The wide adoption of social media and networks has recently given rise to a new type of social networks that focus on online event management, called Event-based Social Networks (EBSN) . In the most predominant EBSN platforms, such as Meetup, Eventbrite or Whova, users organize, manage and share social events and activities. In conjunction with the events’ organizers in EBSNs, several entities such as event planning and marketing companies (e.g., Jack Morton, GPJ), organizations (e.g., IEEE), as well as venues (e.g., theaters, night clubs), organize and manage a variety of social events (music concerts, conferences, promotion parties). A major challenge for event organizers is attracting the maximum number of participants, since it has great impact on the success of the event, and consequently, on the expected gains from it, for all involved (e.g., revenue, artist/brand publicity).
Consider the following real-world scenario. A company is going to organize the Summerfest festival. Summerfest is an 11-day music festival, featuring 11 stages and attracting more than 800K people each year. Throughout the festival, in addition to the music concerts, numerous multi-themed events take place (e.g., theatrical performances). Assume that Alice enjoys listening to Pop music, and is a fashion lover. On Monday from 7:00 to 10:00pm, a concert of a famous Pop band is scheduled to take place at the festival. At the same day, on a different stage, a fashion show is taking place from 7:00 to 9:00pm. Furthermore, from 6:00 to 8:00pm on that day, a music concert of a Pop singer has been organized by a nearby (competing) venue. Despite the fact that Alice is interested in all three events, she is only able to attend one of them. In another scenario, assume that a Pop concert is hosted by the festival on Tuesday evening, but Alice is not capable of attending this event, because on Tuesdays she works until late at night.
The above example illustrates the major aspects that should be considered in events scheduling scenarios. In order to attract as many attendances as possible, organizers have to carefully select the events that are going to take place during the festival, possibly picking among from numerous candidate events, as well as the date/time on which each event is going to take place. During the event scheduling process, at least the following aspects have to be considered: user preferences, user habits (e.g., availability), spatiotemporal conflicts between scheduled events, and possible third parties events (e.g., organized by a third party company) which might attract potential attendees (i.e., competing events).
In this work, we introduce the Social Event Scheduling (SES) problem, which considers the aforementioned aspects and the goal is to maximize the overall number of participants in the scheduled events. In short, given a set of events, a set of time periods and a set of users, our objective is to determine how to assign events on the time periods, so that the maximum participant enrollment is achieved.
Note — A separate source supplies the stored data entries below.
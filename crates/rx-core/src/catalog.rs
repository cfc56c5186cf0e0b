//! Built-in reference data: the common medications list and sample pharmacies.

use crate::medication::{Medication, MedicationForm};
use crate::pharmacy::PharmacyDraft;

struct CatalogEntry {
    id: &'static str,
    name: &'static str,
    generic_name: &'static str,
    strength: &'static str,
    form: MedicationForm,
    ndc: &'static str,
}

const COMMON_MEDICATIONS: [CatalogEntry; 5] = [
    CatalogEntry {
        id: "1",
        name: "Amoxicillin",
        generic_name: "Amoxicillin",
        strength: "500mg",
        form: MedicationForm::Capsule,
        ndc: "12345-678-90",
    },
    CatalogEntry {
        id: "2",
        name: "Lisinopril",
        generic_name: "Lisinopril",
        strength: "10mg",
        form: MedicationForm::Tablet,
        ndc: "12345-678-91",
    },
    CatalogEntry {
        id: "3",
        name: "Metformin",
        generic_name: "Metformin HCl",
        strength: "500mg",
        form: MedicationForm::Tablet,
        ndc: "12345-678-92",
    },
    CatalogEntry {
        id: "4",
        name: "Atorvastatin",
        generic_name: "Atorvastatin Calcium",
        strength: "20mg",
        form: MedicationForm::Tablet,
        ndc: "12345-678-93",
    },
    CatalogEntry {
        id: "5",
        name: "Omeprazole",
        generic_name: "Omeprazole",
        strength: "20mg",
        form: MedicationForm::Capsule,
        ndc: "12345-678-94",
    },
];

/// The medications offered when writing a prescription, in catalog order.
pub fn common_medications() -> Vec<Medication> {
    COMMON_MEDICATIONS
        .iter()
        .map(|entry| Medication {
            id: entry.id.into(),
            name: entry.name.into(),
            generic_name: Some(entry.generic_name.into()),
            strength: entry.strength.into(),
            form: entry.form,
            manufacturer: "Generic".into(),
            ndc: entry.ndc.into(),
        })
        .collect()
}

/// Looks up a catalog medication by id.
pub fn find_medication(id: &str) -> Option<Medication> {
    common_medications().into_iter().find(|m| m.id == id)
}

/// Sample pharmacies used to seed an empty data directory.
pub fn sample_pharmacies() -> Vec<PharmacyDraft> {
    [
        (
            "CVS Pharmacy",
            "123 Main St, Anytown, ST 12345",
            "(555) 123-4567",
            "Mon-Fri: 8AM-10PM, Sat-Sun: 9AM-9PM",
            true,
            30,
            4.5,
        ),
        (
            "Walgreens",
            "456 Oak Ave, Anytown, ST 12345",
            "(555) 234-5678",
            "Mon-Fri: 7AM-11PM, Sat-Sun: 8AM-10PM",
            true,
            25,
            4.3,
        ),
        (
            "Rite Aid",
            "789 Pine St, Anytown, ST 12345",
            "(555) 345-6789",
            "Mon-Fri: 8AM-9PM, Sat-Sun: 9AM-8PM",
            false,
            45,
            4.1,
        ),
    ]
    .into_iter()
    .map(
        |(name, address, phone, hours, delivery, fill_time, rating)| PharmacyDraft {
            name: Some(name.into()),
            address: Some(address.into()),
            phone: Some(phone.into()),
            hours: Some(hours.into()),
            delivery_available: Some(delivery),
            estimated_fill_time: Some(fill_time),
            rating: Some(rating),
            distance: None,
        },
    )
    .collect()
}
Recently, a number of works have been proposed in the context of event-participant planing [6, 12, 13, 11, 15, 14, 5, 2]. These works examine a problem from a different perspective: given a set of pre-scheduled events, they focus on finding the most appropriate assignments for the users (i.e., participants) attending the events. The determined user-event assignments aim at maximizing the satisfaction of the users. However, these works fail to consider a crucial issue in event management, which is the “satisfaction” (e.g., revenue, publicity) of the entities involved in the event organization (e.g., organizer, artist, sponsors, services’ providers). Here, in contrast to existing works, our objective is to maximize the satisfaction of the event-side entities. To this end, instead of assigning users to events, we assign events to time intervals, so that the number of events’ attendees is maximized. Briefly, we study an “event-centric” problem, while the existing approaches focus on “user-centric” problems.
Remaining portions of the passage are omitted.